Why do so many small businesses fail? For some businesses, it’s because they decided to expand. Here’s why a bigger business isn’t necessarily better.
This is a bold statement, I realize that. And it isn’t true in every case. But let’s step back for a moment and consider this.
What is the goal for everyone in business? To succeed, right? To make money… hopefully lots of it. To be your own boss, take home more pay, maybe have employees… maybe not. To retire early. To not have to work 24/7 just to pay the bills. To work smarter, not harder. These are all legitimate goals.
Many small businesses fail
According to the US Small Business Administration (SBA), about half of all small firms in the US survive at least five years. Not a bad number. However, on the flip side about half fail. Not such a great number when you view it from that side. Does it mean we shouldn’t take the plunge? Absolutely not. Does it mean we need to be cautious in how we do it – and in how quickly we expand our offerings, services, staffs, and offices? Definitely. Fifty percent isn’t that bad, but it isn’t a huge confidence booster so we must proceed carefully.
Expansion – is it a good thing?
Articles abound on the internet about why small businesses fail. I’ll probably write my own soon (hopefully from opinion and not experience since I, myself, am a small business owner). But the one I want to focus on here happens all the time… overexpansion. That’s why the article is titled: “The Biggest Mistake is a Big Business.” Most people start out thinking bigger is better. Start at home and move to an office. Get your own space, set up shop in a bigger location, hire employees, and expand, expand, expand. Basically, that thinking is mirroring what many see in the business world they left. Have a brick and mortar building, employees, walk-in customers, and bam!…you’ve made it!

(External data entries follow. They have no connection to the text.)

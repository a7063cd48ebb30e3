//! The export (strings → CSV) and import (CSV → strings) pipelines, plus the
//! read-only inspection helpers the CLI offers.

use std::{
    collections::BTreeMap,
    fs,
    io::{BufRead, Write},
    path::{Path, PathBuf},
};

use tracing::{debug, warn};

use crate::{
    discover::{SourceFile, discover_strings_files},
    error::Error,
    formats::{CsvCodec, StringsCodec},
    layout::{language_of_path, localized_path},
    merge::{MergeReport, MergeTable},
    traits::EntryCodec,
    types::{Entry, Languages},
};

/// Counts from an export run.
#[derive(Debug, Clone, Default, PartialEq, Eq)]
pub struct ExportSummary {
    /// Files decoded and merged.
    pub files: usize,
    /// Files skipped because their location names no configured language.
    pub skipped: Vec<String>,
    /// Rows written to the sheet.
    pub rows: usize,
    pub merge: MergeReport,
}

/// Counts from an import run.
#[derive(Debug, Clone, Default, PartialEq, Eq)]
pub struct ImportSummary {
    /// Rows read from the sheet.
    pub rows: usize,
    /// Every `.strings` file written, in write order.
    pub written: Vec<PathBuf>,
}

/// A directory tree of `.strings` files and the languages it is read with.
#[derive(Debug, Clone)]
pub struct Workspace {
    root: PathBuf,
    languages: Languages,
}

impl Workspace {
    pub fn new(root: impl Into<PathBuf>, languages: Languages) -> Self {
        Workspace {
            root: root.into(),
            languages,
        }
    }

    pub fn root(&self) -> &Path {
        &self.root
    }

    pub fn languages(&self) -> &Languages {
        &self.languages
    }

    /// Every `.strings` file under the root, supported language or not.
    pub fn discover(&self) -> Result<Vec<SourceFile>, Error> {
        discover_strings_files(&self.root, &self.languages)
    }

    /// Decodes one discovered file. Returns `None` for files without a configured language.
    pub fn load(&self, file: &SourceFile) -> Result<Option<Vec<Entry>>, Error> {
        let Some(language) = &file.language else {
            return Ok(None);
        };
        debug!(path = %file.path.display(), language = %language, "decoding");
        StringsCodec::new(language.as_str())
            .with_source_path(file.source_path.as_str())
            .read_from(&file.path)
            .map(Some)
    }

    /// Decodes every supported file and folds them into one table, in discovery order.
    pub fn merge(&self) -> Result<(MergeTable, ExportSummary), Error> {
        let mut table = MergeTable::new();
        let mut summary = ExportSummary::default();
        for file in self.discover()? {
            match self.load(&file)? {
                Some(entries) => {
                    summary.merge.absorb(table.merge(entries));
                    summary.files += 1;
                }
                None => {
                    warn!(
                        path = %file.source_path,
                        "skipping file: its location names none of the configured languages ({})",
                        self.languages
                    );
                    summary.skipped.push(file.source_path);
                }
            }
        }
        Ok((table, summary))
    }

    /// Writes the merged table of every supported file as one CSV sheet.
    pub fn export_csv<W: Write>(&self, writer: W) -> Result<ExportSummary, Error> {
        let (table, mut summary) = self.merge()?;
        let entries = table.into_sorted_entries();
        CsvCodec::new(self.languages.clone()).encode(&entries, writer)?;
        summary.rows = entries.len();
        Ok(summary)
    }

    /// Writes the discovered paths, one per line.
    pub fn list_files<W: Write>(&self, mut writer: W) -> Result<usize, Error> {
        let files = self.discover()?;
        for file in &files {
            writeln!(writer, "{}", file.path.display())?;
        }
        writer.flush()?;
        Ok(files.len())
    }

    /// Writes every decoded entry in human-readable form, a blank line after each file.
    pub fn print_entries<W: Write>(&self, mut writer: W) -> Result<usize, Error> {
        let mut printed = 0;
        for file in self.discover()? {
            let Some(entries) = self.load(&file)? else {
                warn!(path = %file.source_path, "skipping file without a configured language");
                continue;
            };
            for entry in &entries {
                writeln!(writer, "{}", entry.display(&self.languages))?;
            }
            writeln!(writer)?;
            printed += entries.len();
        }
        writer.flush()?;
        Ok(printed)
    }
}

/// Reads a CSV sheet and writes one `.strings` file per configured language for
/// every source file named in the sheet, below `output_root`.
///
/// An entry with an empty value for a language is left out of that language's
/// file, except in the file its `source_path` names, so a deliberate `"k" = "";`
/// survives an export and import. Existing files are overwritten.
pub fn import_csv<R: BufRead>(
    reader: R,
    languages: &Languages,
    output_root: &Path,
) -> Result<ImportSummary, Error> {
    let entries = CsvCodec::new(languages.clone()).decode(reader)?;
    let mut summary = ImportSummary {
        rows: entries.len(),
        ..Default::default()
    };

    for language in languages.iter() {
        let mut tables: BTreeMap<PathBuf, Vec<Entry>> = BTreeMap::new();
        for entry in &entries {
            let path = output_root.join(localized_path(&entry.source_path, language, languages)?);
            let table = tables.entry(path).or_default();
            let from_this_language =
                language_of_path(&entry.source_path, languages).as_deref() == Some(language);
            if from_this_language || !entry.translation(language).is_empty() {
                table.push(entry.clone());
            }
        }

        let codec = StringsCodec::new(language);
        for (path, table) in tables {
            if let Some(parent) = path.parent() {
                fs::create_dir_all(parent).map_err(|e| Error::Io(e).in_file(parent))?;
            }
            debug!(path = %path.display(), entries = table.len(), "writing");
            codec.write_to(&table, &path)?;
            summary.written.push(path);
        }
    }

    Ok(summary)
}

Am I saying expansion isn’t good? No, not at all. But in some cases you don’t need to expand so much as you need to price smarter. In others, you don’t need to expand so much as you need reduce overhead or add offerings or market your product or service better. Expansion can add overhead which chains you to the absolute need to increase your sales or your business definitely WILL fail. Stay small and build your sales and clientele and your profits will rise without causing your overhead to rise significantly. Work smarter and a little harder, not a lot harder.

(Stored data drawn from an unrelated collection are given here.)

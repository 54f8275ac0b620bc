//! Session store.
//!
//! Owns the storage medium for all sessions: an in-memory map persisted to
//! `sessions.json` under the configured state path, loaded on boot and
//! flushed periodically. All mutation goes through [`SessionStore::update`],
//! which applies a mutator atomically, checks the structural invariants,
//! and commits with a compare-and-swap on the session's version counter.
//!
//! The map lock is held only for in-memory reads and commits; nothing that
//! blocks (LLM calls, retrieval) ever runs under it. Whole-turn
//! serialization per session is the job of [`crate::lock::SessionLockMap`].

use std::collections::HashMap;
use std::path::{Path, PathBuf};
use std::sync::atomic::{AtomicBool, Ordering};
use std::sync::Arc;

use chrono::Duration;
use parking_lot::RwLock;
use serde::{Deserialize, Serialize};

use loom_domain::clock::{session_id, Clock};
use loom_domain::config::SessionConfig;
use loom_domain::error::{Error, Result};
use loom_domain::session::{
    Session, SessionSnapshot, SessionStatus, SessionSummary, TurnRole,
};

// ━━━━━━━━━━━━━━━━━━━━━━━━━━━━━━━━━━━━━━━━━━━━━━━━━━━━━━━━━━━━━━━━━━
// Persistence shape
// ━━━━━━━━━━━━━━━━━━━━━━━━━━━━━━━━━━━━━━━━━━━━━━━━━━━━━━━━━━━━━━━━━━

#[derive(Debug, Serialize, Deserialize)]
struct PersistedState {
    schema_version: u32,
    sessions: HashMap<String, Session>,
}

const SCHEMA_VERSION: u32 = 1;

/// Counters reported by one sweep pass.
#[derive(Debug, Default, Clone, Copy, PartialEq, Eq)]
pub struct SweepStats {
    /// Active sessions whose TTL had passed, now marked expired.
    pub expired: usize,
    /// Terminal sessions past the retention window, now dropped.
    pub purged: usize,
}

I realize my situation as an independent IT consultant and professional author is different than some small business owners. I likely will never need employees and it isn’t critical that I get office space away from home. But I did consider this awhile back and it would have been disastrous for me. I looked at a $500/month office not too far from our house. A quiet, secluded space where I could get all of my work done efficiently and without interruptions (I have a large family with lots of wonderful children…but they can get noisy from time to time). Well, one contract ended, some small vendors that I was doing work for had budget issues and had to put work on hold and new clients were hard to come by in this economy. You can see how, depending on the timing, such an ‘expansion’ to a dedicated away-from-home office would have likely put me in the red quickly once these events started to happen. Luckily, I had stayed true to my planned business model of working remotely from my home office, keeping overhead to a minimum, minimizing my travel expenses, and focusing on the work and customer satisfaction and new marketing. And I was able to stay afloat and ultimately bring in new clients that filled in the gaps.
Summary
It isn’t always bad to expand. In fact, for many businesses it’s a necessity or they’ll never become profitable or be taken seriously. But don’t just expand for the purpose of ‘looking bigger’ or ‘feeling bigger’ or because you think it will ‘legitimize’ what you’re doing. Stay true to your business model and your business customers and your profit margin. Growing too fast can cause your business to over commit revenue that is needed to sustain business and can cause you to fail for no other reason than you just expanded when you should have maintained.